One of the last hold-outs around Vancouver is Finn Slough in Steveston. Originally inhabited by fishermen of Finnish origin, their wooden houses and walkways were built on a sheltered slough. Their fishing boats were anchored nearby, the slough leading out into the ocean where they made their living.
More on Cee’s Fun Foto Challenge: Words with the Letters O + U.
Waterfront housing in Asia certainly differs to that in Noosa. The picture of the toilet is probably a scene that won’t be seen for much longer.
There’s not much in Canada that is really comparable either – but back in the 50s I remember a wooden outhouse hanging over the edge of a rock. They will be soon gone everywhere – the world has too many people now to allow it to continue. On the other hand, plastic wasn’t a big problem back then!
You’ve reminded me of some of the houses I saw while working in Papua New Guinea of a similar ‘stilt’ design without plumbing. Great images.

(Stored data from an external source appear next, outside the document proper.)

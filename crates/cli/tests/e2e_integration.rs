//! End-to-end tests for Mimir.
//!
//! These exercise the full path from a face embedding to a cited answer:
//! registration, login, session validation, role-scoped retrieval over
//! several collections, composition and answer generation.

use std::collections::HashSet;
use std::sync::{Arc, Mutex};

use async_trait::async_trait;
use mimir_agent::IngestTarget;
use mimir_config::{AppConfig, RoleSources};
use mimir_core::error::{FaceServiceError, ProviderError, SessionError, StoreError};
use mimir_core::face::{FaceAnalyzer, FaceObservation};
use mimir_core::knowledge::{CollectionStats, KnowledgeIndex, Passage, RetrievalResult};
use mimir_core::message::Message;
use mimir_core::provider::{EmbeddingRequest, EmbeddingResponse, Provider, ProviderRequest, ProviderResponse, Usage};
use mimir_gateway::{AppState, RouterLimits, Stores, build_router};
use mimir_store::{InMemoryIdentityStore, InMemoryKnowledgeIndex, SqliteStore};

// ── Mocks ────────────────────────────────────────────────────────────────

/// Interprets the photo bytes as the embedding.
struct RawFaces;

#[async_trait]
impl FaceAnalyzer for RawFaces {
    fn name(&self) -> &str {
        "raw"
    }

    async fn analyze(&self, image: &[u8]) -> Result<Option<FaceObservation>, FaceServiceError> {
        if image.is_empty() {
            return Ok(None);
        }
        Ok(Some(FaceObservation {
            bounding_box: None,
            embedding: image.iter().map(|b| f32::from(*b)).collect(),
        }))
    }
}

const TOPICS: [&str; 4] = ["policy", "revenue", "holiday", "roadmap"];

fn topic_embedding(text: &str) -> Vec<f32> {
    let text = text.to_lowercase();
    TOPICS
        .iter()
        .map(|t| text.matches(t).count() as f32 + 0.05)
        .collect()
}

/// Scripted completion service that records what it was sent.
struct ScriptedProvider {
    answer: String,
    fail: bool,
    requests: Mutex<Vec<ProviderRequest>>,
}

impl ScriptedProvider {
    fn answering(answer: &str) -> Self {
        Self {
            answer: answer.to_string(),
            fail: false,
            requests: Mutex::new(Vec::new()),
        }
    }

    fn last_request(&self) -> ProviderRequest {
        self.requests.lock().unwrap().last().cloned().expect("no completion request")
    }
}

#[async_trait]
impl Provider for ScriptedProvider {
    fn name(&self) -> &str {
        "e2e_mock"
    }

    async fn complete(&self, request: ProviderRequest) -> Result<ProviderResponse, ProviderError> {
        self.requests.lock().unwrap().push(request);
        if self.fail {
            return Err(ProviderError::Timeout("completion".into()));
        }
        Ok(ProviderResponse {
            message: Message::assistant(&self.answer),
            usage: Some(Usage {
                prompt_tokens: 10,
                completion_tokens: 5,
                total_tokens: 15,
            }),
            model: "mock-model".into(),
            metadata: serde_json::Map::new(),
        })
    }

    async fn embed(&self, request: EmbeddingRequest) -> Result<EmbeddingResponse, ProviderError> {
        Ok(EmbeddingResponse {
            embeddings: request.inputs.iter().map(|t| topic_embedding(t)).collect(),
            model: request.model,
            usage: None,
        })
    }
}

/// Knowledge index whose named collections are offline.
struct OutageIndex {
    inner: InMemoryKnowledgeIndex,
    offline: HashSet<String>,
}

#[async_trait]
impl KnowledgeIndex for OutageIndex {
    fn name(&self) -> &str {
        "outage"
    }

    async fn search(&self, collection_id: &str, query: &[f32], k: usize) -> Result<Vec<RetrievalResult>, StoreError> {
        if self.offline.contains(collection_id) {
            return Err(StoreError::Storage("connection refused".into()));
        }
        self.inner.search(collection_id, query, k).await
    }

    async fn append(&self, collection_id: &str, passages: Vec<Passage>) -> Result<usize, StoreError> {
        self.inner.append(collection_id, passages).await
    }

    async fn delete_collection(&self, collection_id: &str) -> Result<usize, StoreError> {
        self.inner.delete_collection(collection_id).await
    }

    async fn collection_stats(&self, collection_id: &str) -> Result<Option<CollectionStats>, StoreError> {
        self.inner.collection_stats(collection_id).await
    }

    async fn list_collections(&self) -> Result<Vec<CollectionStats>, StoreError> {
        self.inner.list_collections().await
    }
}

// ── Setup ────────────────────────────────────────────────────────────────

const E1: [f32; 4] = [0.9, 0.1, 0.3, 0.2];
const E2: [f32; 4] = [0.1, 0.9, 0.1, 0.6];

fn config() -> AppConfig {
    let mut config = AppConfig::default();
    config.session.secret = Some("e2e-secret".into());
    config.sources.roles = vec![
        RoleSources {
            name: "auditor".into(),
            scopes: vec!["common".into(), "data-mart".into(), "personal".into()],
        },
        RoleSources {
            name: "analyst".into(),
            scopes: vec!["common".into(), "role-specific".into()],
        },
        RoleSources {
            name: "guest".into(),
            scopes: vec![],
        },
    ];
    config
}

fn assemble(config: &AppConfig, stores: Stores, provider: Arc<ScriptedProvider>) -> AppState {
    AppState::assemble(config, stores, Arc::new(RawFaces), provider.clone(), provider)
}

fn pairs(texts: &[&str]) -> Vec<(String, Vec<f32>)> {
    texts.iter().map(|t| (t.to_string(), topic_embedding(t))).collect()
}

// ── Scenarios ────────────────────────────────────────────────────────────

#[tokio::test]
async fn e2e_face_login_then_chat_cites_personal_document() {
    let provider = Arc::new(ScriptedProvider::answering("Your policy requires approval for remote work."));
    let state = assemble(&config(), Stores::in_memory(), provider.clone());

    state.auth.register_embedding("u1", "User One", "auditor", E1.to_vec()).await.unwrap();

    let probe = [0.88, 0.12, 0.31, 0.19];
    let credential = state.auth.authenticate_embedding(&probe).await.unwrap();
    assert_eq!(credential.user_id, "u1");
    assert_eq!(credential.role, "auditor");

    state
        .ingestor
        .ingest_passages(
            &IngestTarget::Personal("u1".into()),
            "policy.txt",
            pairs(&["The remote work policy requires manager approval."]),
        )
        .await
        .unwrap();

    let response = state
        .engine
        .chat(&credential.token, "summarize my uploaded policy doc", &[])
        .await
        .unwrap();

    assert_eq!(response.cited_sources, vec!["personal:user_docs_u1/policy.txt"]);
    assert!(response.skipped_sources.is_empty());
    assert!(!response.configuration_gap);
    assert_eq!(response.answer, "Your policy requires approval for remote work.");

    let system = &provider.last_request().messages[0].content;
    assert!(system.contains("[personal:user_docs_u1/policy.txt] The remote work policy requires manager approval."));
}

#[tokio::test]
async fn e2e_probe_matches_its_own_identity_only() {
    let state = assemble(&config(), Stores::in_memory(), Arc::new(ScriptedProvider::answering("ok")));
    state.auth.register_embedding("a", "Alice", "auditor", E1.to_vec()).await.unwrap();
    state.auth.register_embedding("b", "Bob", "analyst", E2.to_vec()).await.unwrap();

    let a = state.auth.authenticate_embedding(&E1).await.unwrap();
    assert_eq!(a.user_id, "a");
    let b = state.auth.authenticate_embedding(&E2).await.unwrap();
    assert_eq!(b.user_id, "b");
    assert_eq!(b.role, "analyst");
}

#[tokio::test]
async fn e2e_one_offline_collection_is_skipped_and_flagged() {
    let config = config();
    let knowledge = Arc::new(OutageIndex {
        inner: InMemoryKnowledgeIndex::new(),
        offline: HashSet::from([config.sources.common_collection.clone()]),
    });
    let stores = Stores {
        identities: Arc::new(InMemoryIdentityStore::new()),
        knowledge,
    };
    let state = assemble(&config, stores, Arc::new(ScriptedProvider::answering("Revenue and policy summary.")));

    state.ingestor.ingest_passages(&IngestTarget::Common, "handbook", pairs(&["Holiday policy for staff."])).await.unwrap();
    state.ingestor.ingest_passages(&IngestTarget::DataMart, "q3", pairs(&["Q3 revenue grew."])).await.unwrap();
    state
        .ingestor
        .ingest_passages(&IngestTarget::Personal("u1".into()), "notes", pairs(&["My revenue policy notes."]))
        .await
        .unwrap();

    state.auth.register_embedding("u1", "User One", "auditor", E1.to_vec()).await.unwrap();
    let token = state.auth.authenticate_embedding(&E1).await.unwrap().token;

    let response = state.engine.chat(&token, "revenue policy", &[]).await.unwrap();

    let mut cited = response.cited_sources.clone();
    cited.sort();
    assert_eq!(cited, vec!["data-mart:data_mart_base/q3", "personal:user_docs_u1/notes"]);
    assert_eq!(response.skipped_sources.len(), 1);
    assert_eq!(response.skipped_sources[0].collection_id, "common_knowledge_base");
    assert_eq!(response.sources_used.len(), 3);
}

#[tokio::test]
async fn e2e_role_without_sources_answers_from_history() {
    let provider = Arc::new(ScriptedProvider::answering("As you said earlier, Friday."));
    let state = assemble(&config(), Stores::in_memory(), provider.clone());
    state.auth.register_embedding("g", "Guest", "guest", E2.to_vec()).await.unwrap();
    let token = state.auth.authenticate_embedding(&E2).await.unwrap().token;

    let history = vec![
        Message::user("The offsite is on Friday."),
        Message::assistant("Noted."),
    ];
    let response = state.engine.chat(&token, "When is the offsite?", &history).await.unwrap();

    assert!(response.configuration_gap);
    assert!(response.cited_sources.is_empty());
    assert_eq!(response.answer, "As you said earlier, Friday.");
    let sent = provider.last_request();
    assert!(sent.messages.iter().any(|m| m.content == "The offsite is on Friday."));
}

#[tokio::test]
async fn e2e_session_round_trip_and_expiry() {
    let state = assemble(&config(), Stores::in_memory(), Arc::new(ScriptedProvider::answering("ok")));
    state.auth.register_embedding("an", "Ana", "analyst", E2.to_vec()).await.unwrap();
    let credential = state.auth.authenticate_embedding(&E2).await.unwrap();

    let user = state.auth.validate(&credential.token).unwrap();
    assert_eq!(user.user_id, "an");
    assert_eq!(user.role, "analyst");

    let after_expiry = credential.expires_at.timestamp() + 1;
    assert_eq!(
        state.auth.validate_at(&credential.token, after_expiry).unwrap_err(),
        SessionError::Expired
    );
}

#[tokio::test]
async fn e2e_strict_logout_revokes_session() {
    let mut config = config();
    config.session.strict_logout = true;
    let state = assemble(&config, Stores::in_memory(), Arc::new(ScriptedProvider::answering("ok")));
    state.auth.register_embedding("u1", "User One", "auditor", E1.to_vec()).await.unwrap();
    let token = state.auth.authenticate_embedding(&E1).await.unwrap().token;

    state.auth.logout(&token).unwrap();
    let err = state.engine.chat(&token, "anything", &[]).await.unwrap_err();
    assert_eq!(err.code(), "session_revoked");
}

#[tokio::test]
async fn e2e_completion_outage_is_retryable() {
    let provider = Arc::new(ScriptedProvider {
        answer: String::new(),
        fail: true,
        requests: Mutex::new(Vec::new()),
    });
    let state = assemble(&config(), Stores::in_memory(), provider);
    state.auth.register_embedding("u1", "User One", "auditor", E1.to_vec()).await.unwrap();
    let token = state.auth.authenticate_embedding(&E1).await.unwrap().token;

    let err = state.engine.chat(&token, "anything", &[]).await.unwrap_err();
    assert!(err.is_retryable());
    assert_eq!(err.code(), "upstream_unavailable");
}

#[tokio::test]
async fn e2e_http_flow_over_sqlite() {
    use axum::body::Body;
    use axum::http::{Request, StatusCode};
    use base64::Engine as _;
    use base64::engine::general_purpose::STANDARD;
    use http_body_util::BodyExt;
    use tower::ServiceExt;

    let mut config = config();
    config.gateway.admin_key = Some("e2e-admin".into());
    let sqlite = Arc::new(SqliteStore::new("sqlite::memory:").await.unwrap());
    let stores = Stores {
        identities: sqlite.clone(),
        knowledge: sqlite,
    };
    let state = Arc::new(assemble(&config, stores, Arc::new(ScriptedProvider::answering("Approved travel only."))));
    let app = build_router(
        state,
        RouterLimits {
            body_limit_bytes: 1024 * 1024,
            requests_per_minute: 100,
        },
    );

    async fn call(app: &axum::Router, req: Request<Body>) -> (StatusCode, serde_json::Value) {
        let response = app.clone().oneshot(req).await.unwrap();
        let status = response.status();
        let bytes = response.into_body().collect().await.unwrap().to_bytes();
        (status, serde_json::from_slice(&bytes).unwrap_or(serde_json::Value::Null))
    }

    fn post(uri: &str, headers: &[(&str, &str)], body: serde_json::Value) -> Request<Body> {
        let mut builder = Request::builder()
            .method("POST")
            .uri(uri)
            .header("content-type", "application/json");
        for (name, value) in headers {
            builder = builder.header(*name, *value);
        }
        builder.body(Body::from(body.to_string())).unwrap()
    }

    let face = STANDARD.encode([200u8, 10, 60, 40]);
    let (status, _) = call(
        &app,
        post(
            "/admin/register_user",
            &[("X-Admin-Key", "e2e-admin")],
            serde_json::json!({"email": "u1", "name": "User One", "role": "auditor", "image": face}),
        ),
    )
    .await;
    assert_eq!(status, StatusCode::CREATED);

    let (status, login) = call(&app, post("/user/login", &[], serde_json::json!({"image": face}))).await;
    assert_eq!(status, StatusCode::OK);
    let bearer = format!("Bearer {}", login["token"].as_str().unwrap());

    let (status, _) = call(
        &app,
        post(
            "/user/upload",
            &[("Authorization", bearer.as_str())],
            serde_json::json!({"filename": "travel.txt", "content": "Travel policy: approved trips only."}),
        ),
    )
    .await;
    assert_eq!(status, StatusCode::CREATED);

    let (status, chat) = call(
        &app,
        post(
            "/user/chat",
            &[("Authorization", bearer.as_str())],
            serde_json::json!({"user_input": "summarize my uploaded policy doc"}),
        ),
    )
    .await;
    assert_eq!(status, StatusCode::OK);
    assert_eq!(chat["answer"], "Approved travel only.");
    assert_eq!(chat["cited_sources"][0], "personal:user_docs_u1/travel.txt");
}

The stilt housing is extremely practical for storms and flooding. In many places I saw that people kept their chickens under the houses and presumably brought them upstairs if they were in any danger!
Beautiful post, and history is important – maybe this will all be gone soon…
These places are so similar to BC’s west coast when I was a child – I feel such nostalgia but realize that it was less idyllic for my parents, especially for my mom with two babies and no running water. There was an outbreak of yellow jaundice from dirty water – we didn’t get it as my mom boiled all the water but many of our neighbours ended up in the hospital.
Nostalgia – yes. But, as you say this was not always so easy for people living it
I always enjoy it when you come up with topics from around the world. Excellent post.
I started with housing in general and then I had way too many images so I eventually whittled the topic down to waterfront properties for the poor. It’s really interesting for me to do these posts too!
I was intrigued by the floating gardens – a clever idea!
Mexico City also had floating gardens during Aztec times in Xochimilco.
Thanks for that. I must look that up, sounds interesting.
Xochimilco is still there but now Mexican families go there on Sunday afternoon and float down the waterways on boats – when we were there we joined up with a mother and daughter who couldn’t afford a boat on their own – had a great time – there were boats full of Mariachis who would play requests and smaller boats selling snacks and food!